[Dataset entries]
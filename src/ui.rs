use crate::app::{Field, FormState};
use ratatui::{
    layout::{Alignment, Constraint, Direction, Layout},
    style::{Color, Modifier, Style},
    text::Line,
    widgets::{Block, Borders, Paragraph},
    Frame,
};

pub const RESULTS_HEADER: &str = "Estimated Monthly Payments:\n\
    Interest Rate | Monthly Payment\n\
    -----------------------------\n";

fn cursor(active: bool) -> &'static str {
    if active {
        " █"
    } else {
        ""
    }
}

/// The whole form as plain text, one line per field followed by the results
/// table.
pub fn render_view(state: &FormState) -> String {
    let mut view = String::new();
    for field in Field::ALL {
        view.push_str(field.prompt());
        view.push_str(state.text(field));
        view.push_str(cursor(state.focus == field));
        view.push('\n');
    }
    view.push('\n');
    view.push_str(RESULTS_HEADER);
    for line in &state.results {
        view.push_str(line);
        view.push('\n');
    }
    view
}

pub fn draw(f: &mut Frame, state: &FormState) {
    let chunks = Layout::default()
        .direction(Direction::Vertical)
        .margin(1)
        .constraints(
            [
                Constraint::Length(3),
                Constraint::Min(12),
                Constraint::Length(1),
            ]
            .as_ref(),
        )
        .split(f.size());

    let title = Paragraph::new("Home Buyer Calculator")
        .style(Style::default().fg(Color::Cyan).add_modifier(Modifier::BOLD))
        .alignment(Alignment::Center)
        .block(Block::default().borders(Borders::BOTTOM));
    f.render_widget(title, chunks[0]);

    let focused = state.focus.index();
    let lines: Vec<Line> = render_view(state)
        .lines()
        .enumerate()
        .map(|(i, text)| {
            let line = Line::from(text.to_string());
            if i == focused {
                line.style(Style::default().fg(Color::Yellow).add_modifier(Modifier::BOLD))
            } else {
                line
            }
        })
        .collect();
    f.render_widget(Paragraph::new(lines), chunks[1]);

    let help = Paragraph::new("↑/↓ or j/k: move | Tab/Shift+Tab: cycle | Enter: calculate | q: quit")
        .style(Style::default().fg(Color::DarkGray))
        .alignment(Alignment::Center);
    f.render_widget(help, chunks[2]);
}
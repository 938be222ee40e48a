use clap::{ArgGroup, Parser};
use std::path::PathBuf;

#[derive(Debug, Parser)]
#[command(
    name = "homebuyer-estimate",
    about = "Estimate 30-year mortgage payments across nearby interest rates",
    group(ArgGroup::new("input").multiple(true).args(["budget", "down_payment", "rate"]))
)]
pub struct Args {
    /// Total budget for the house in USD; skips the interactive form
    #[arg(long)]
    pub budget: Option<String>,

    /// Percentage of the budget used as down payment; skips the interactive form
    #[arg(long)]
    pub down_payment: Option<String>,

    /// Annual interest rate in percent; skips the interactive form
    #[arg(long)]
    pub rate: Option<String>,

    /// Print the quotes as JSON instead of a table (needs an input flag)
    #[arg(long, requires = "input")]
    pub json: bool,

    /// Write a log to this file
    #[arg(long, value_name = "PATH")]
    pub log_file: Option<PathBuf>,

    /// Log every keystroke and calculation
    #[arg(short, long)]
    pub verbose: bool,
}

impl Args {
    pub fn is_one_shot(&self) -> bool {
        self.budget.is_some() || self.down_payment.is_some() || self.rate.is_some()
    }
}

* [Activity]: Look above for the line that contains "#[derive(Debug, Parser)]". That line and every line after it through the end of the data must be written out exactly, with nothing else.

* [Answer section]:
#[derive(Debug, Parser)]
#[command(
    name = "homebuyer-estimate",
    about = "Estimate 30-year mortgage payments across nearby interest rates",
    group(ArgGroup::new("input").multiple(true).args(["budget", "down_payment", "rate"]))
)]
pub struct Args {
    /// Total budget for the house in USD; skips the interactive form
    #[arg(long)]
    pub budget: Option<String>,

    /// Percentage of the budget used as down payment; skips the interactive form
    #[arg(long)]
    pub down_payment: Option<String>,

    /// Annual interest rate in percent; skips the interactive form
    #[arg(long)]
    pub rate: Option<String>,

    /// Print the quotes as JSON instead of a table (needs an input flag)
    #[arg(long, requires = "input")]
    pub json: bool,

    /// Write a log to this file
    #[arg(long, value_name = "PATH")]
    pub log_file: Option<PathBuf>,

    /// Log every keystroke and calculation
    #[arg(short, long)]
    pub verbose: bool,
}

impl Args {
    pub fn is_one_shot(&self) -> bool {
        self.budget.is_some() || self.down_payment.is_some() || self.rate.is_some()
    }
}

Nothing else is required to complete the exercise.